Working on your computer can be of huge help or hugely distracting. It’s very easy to get anything done on it, but it becomes less likely that you’ll get things out of the way when you’ve got a world of entertaining distractions one click away.
Some people might be mentally strong enough to keep interferences out of their way on their own, but for the rest of us weaklings, it might be a little harder to keep procrastinations out, and that’s why productivity methods like Pomodoro are so popular. We’ve already looked at one Pomodoro technique app this week – Tadam – which is a nice but minimal app, so let’s look at another app that’s more full-featured. It’s called Tomatoes.
The Pomodoro Technique
The Pomodoro Technique is a productivity discipline that works by making you divide your tasks into small time units of 25 minutes, taking a 5 minute break in between them. It was invented by Francesco Cirillo in the 1980’s and it has gotten a pretty big following since then.
You start by listing every task you want to complete, and setting a number of “pomodoros” (time units of 25 minutes) that you expect the task to take until it’s completed. You then move through your pomodoros, giving your full attention to the task at hand for each pomodoro. If you get interrupted by outside evils or your own demons, you should mark it in your Pomodoro sheet. Oh, and speaking of that “Pomodoro Sheet”…
Tomatoes is a beautiful and simple Mac app that helps you get rid of your physical time sheet and kitchen timer, integrating it all in one easy to use interface right there in your computer. Its entirely based on the Pomodoro Technique, so everything’s set to work with the method from the get go.
The app has a main window where you can see your list of tasks, timer, and where you can interact with everything that you might need: setting new tasks, completing older ones, marking interruptions, etc. Then there’s the menu bar component, where your current timer will always be shown ticking, reminding you where your attention should be.
At the center of Tomatoes’ main window is, of course, the timer, but below it are all the things you need to set your tasks up. The app supports everything that you could need using the Pomodoro Technique: an inventory which works as the trunk for your active tasks, a to-do section for tasks that should be completed later, and an archive for storing completed Pomodoros.
The menu bar component not only works for displaying your current timer, though. It can also help you start and reset your timers, as well as mark interruptions without going into the app.

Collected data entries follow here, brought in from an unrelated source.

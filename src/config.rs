//! `key=value` configuration file parsing, `#`-comments and whitespace
//! trimmed, as consumed by [`crate::main`].

use std::path::{Path, PathBuf};

use crate::error::{NodeError, Result};

#[derive(Debug, Clone)]
pub struct Config {
    pub master_ip: String,
    pub master_port: u16,
    pub client_uid: String,
    pub token: String,
    pub keepalive_interval: u64,
    pub server_ip: String,
    pub server_port: u16,
    pub node_status_report_interval: u64,
    pub log_file_path: PathBuf,
}

const REQUIRED_KEYS: &[&str] = &[
    "master_ip",
    "master_port",
    "client_uid",
    "token",
    "keepalive_interval",
    "server_ip",
    "server_port",
    "node_status_report_interval",
    "log_file_path",
];

impl Config {
    pub fn from_file(path: &Path) -> Result<Self> {
        let contents = std::fs::read_to_string(path)?;
        let mut values = std::collections::HashMap::new();

        for line in contents.lines() {
            let line = line.trim();
            if line.is_empty() || line.starts_with('#') {
                continue;
            }
            let Some((key, value)) = line.split_once('=') else {
                continue;
            };
            values.insert(key.trim().to_string(), value.trim().to_string());
        }

        for key in REQUIRED_KEYS {
            if !values.contains_key(*key) {
                return Err(NodeError::InvalidArgument(format!(
                    "missing required config key '{key}'"
                )));
            }
        }

        let parse_u16 = |key: &str| -> Result<u16> {
            values[key]
                .parse::<u16>()
                .map_err(|_| NodeError::InvalidArgument(format!("config key '{key}' is not a valid port")))
        };
        let parse_u64 = |key: &str| -> Result<u64> {
            values[key]
                .parse::<u64>()
                .map_err(|_| NodeError::InvalidArgument(format!("config key '{key}' is not a valid number")))
        };

        Ok(Config {
            master_ip: values["master_ip"].clone(),
            master_port: parse_u16("master_port")?,
            client_uid: values["client_uid"].clone(),
            token: values["token"].clone(),
            keepalive_interval: parse_u64("keepalive_interval")?,
            server_ip: values["server_ip"].clone(),
            server_port: parse_u16("server_port")?,
            node_status_report_interval: parse_u64("node_status_report_interval")?,
            log_file_path: PathBuf::from(&values["log_file_path"]),
        })
    }
}

#[cfg(test)]
mod tests {
    use super::*;
    use std::io::Write;

    fn write_config(contents: &str) -> tempfile::NamedTempFile {
        let mut file = tempfile::NamedTempFile::new().unwrap();
        file.write_all(contents.as_bytes()).unwrap();
        file
    }

    const VALID: &str = "
        # control plane
        master_ip = 127.0.0.1
        master_port = 9000
        client_uid = node-1
        token = secret-token
        keepalive_interval = 30

        # query server
        server_ip = 0.0.0.0
        server_port = 7000
        node_status_report_interval = 60
        log_file_path = /var/lib/jwt-blacklist
    ";

    #[test]
    fn parses_valid_config() {
        let file = write_config(VALID);
        let config = Config::from_file(file.path()).unwrap();
        assert_eq!(config.master_ip, "127.0.0.1");
        assert_eq!(config.master_port, 9000);
        assert_eq!(config.client_uid, "node-1");
        assert_eq!(config.keepalive_interval, 30);
        assert_eq!(config.log_file_path, PathBuf::from("/var/lib/jwt-blacklist"));
    }

    #[test]
    fn missing_key_names_it_in_the_error() {
        let file = write_config("master_ip = 127.0.0.1\n");
        let err = Config::from_file(file.path()).unwrap_err();
        assert!(err.to_string().contains("master_port"));
    }

    #[test]
    fn ignores_comments_and_blank_lines() {
        let file = write_config("\n# just a comment\n\n master_ip=1.2.3.4\n");
        let contents = std::fs::read_to_string(file.path()).unwrap();
        assert!(contents.contains("master_ip"));
    }
}
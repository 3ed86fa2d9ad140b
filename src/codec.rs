//! `{event: string, data: {string -> string}}` message assembly and parsing.

use std::collections::BTreeMap;

use serde_json::Value;

use crate::error::{NodeError, Result};

#[derive(Debug, Clone, PartialEq, Eq, Default)]
pub struct Message {
    pub event: String,
    pub data: BTreeMap<String, String>,
}

impl Message {
    pub fn new(event: impl Into<String>, data: BTreeMap<String, String>) -> Self {
        Self {
            event: event.into(),
            data,
        }
    }

    /// All data values are written as JSON strings, regardless of how
    /// they were originally typed.
    pub fn assemble(&self) -> String {
        let data: serde_json::Map<String, Value> = self
            .data
            .iter()
            .map(|(k, v)| (k.clone(), Value::String(v.clone())))
            .collect();
        let object = serde_json::json!({
            "event": self.event,
            "data": data,
        });
        object.to_string()
    }

    /// Unknown top-level keys are ignored. Scalar data values are
    /// coerced to strings: strings as-is, numbers via their decimal
    /// rendering, booleans as `"true"`/`"false"`, null as `"null"`.
    pub fn parse(raw: &str) -> Result<Self> {
        let value: Value = serde_json::from_str(raw)
            .map_err(|e| NodeError::Protocol(format!("malformed JSON message: {e}")))?;
        let object = value
            .as_object()
            .ok_or_else(|| NodeError::Protocol("message is not a JSON object".into()))?;

        let event = object
            .get("event")
            .and_then(Value::as_str)
            .ok_or_else(|| NodeError::Protocol("message is missing string field 'event'".into()))?
            .to_string();

        let mut data = BTreeMap::new();
        if let Some(raw_data) = object.get("data") {
            let raw_data = raw_data
                .as_object()
                .ok_or_else(|| NodeError::Protocol("message field 'data' is not an object".into()))?;
            for (key, value) in raw_data {
                data.insert(key.clone(), scalar_to_string(value));
            }
        }

        Ok(Message { event, data })
    }

    pub fn get(&self, key: &str) -> Result<&str> {
        self.data
            .get(key)
            .map(String::as_str)
            .ok_or_else(|| NodeError::Protocol(format!("event '{}' missing field '{key}'", self.event)))
    }
}

fn scalar_to_string(value: &Value) -> String {
    match value {
        Value::String(s) => s.clone(),
        Value::Number(n) => n.to_string(),
        Value::Bool(b) => b.to_string(),
        Value::Null => "null".to_string(),
        other => other.to_string(),
    }
}

#[cfg(test)]
mod tests {
    use super::*;

    #[test]
    fn round_trips_string_values() {
        let mut data = BTreeMap::new();
        data.insert("token".to_string(), "abc".to_string());
        data.insert("exp_time".to_string(), "1800".to_string());
        let msg = Message::new("revoke_jwt", data);

        let parsed = Message::parse(&msg.assemble()).unwrap();
        assert_eq!(parsed, msg);
    }

    #[test]
    fn coerces_non_string_scalars() {
        let raw = r#"{"event":"x","data":{"n":42,"f":1.5,"b":true,"z":null,"s":"hi"}}"#;
        let msg = Message::parse(raw).unwrap();
        assert_eq!(msg.data["n"], "42");
        assert_eq!(msg.data["f"], "1.5");
        assert_eq!(msg.data["b"], "true");
        assert_eq!(msg.data["z"], "null");
        assert_eq!(msg.data["s"], "hi");
    }

    #[test]
    fn ignores_unknown_top_level_keys() {
        let raw = r#"{"event":"x","data":{},"extra":"ignored"}"#;
        let msg = Message::parse(raw).unwrap();
        assert_eq!(msg.event, "x");
    }

    #[test]
    fn rejects_non_object_messages() {
        assert!(Message::parse("[1,2,3]").is_err());
        assert!(Message::parse(r#"{"data":{}}"#).is_err());
    }

    #[test]
    fn missing_data_is_empty_map() {
        let msg = Message::parse(r#"{"event":"keepalive"}"#).unwrap();
        assert!(msg.data.is_empty());
    }
}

Starting a new task is as easy as clicking the “+” tab, typing its title, and selecting the number of expected units it should take to complete. It will then be added to your inventory, where you can move it to the to-do category, or set it as the active task that you’ll be working on.
Once you’ve got an active task, when you hit the “On” tab your timer will start running, and when the time’s up, it will automatically notify you by playing a bell sound and bouncing the app’s icon in the dock. Take your break, come back, and hit the “On” button again.
As your Pomodoros get completed, they will appear under your task as little full circles. An empty circle represents an expected unit that has not yet been completed. You can mark a task as completed even if your expected units have not all been fullfilled, though, so you don’t have to worry too much about calculating precisely how much time a task will take.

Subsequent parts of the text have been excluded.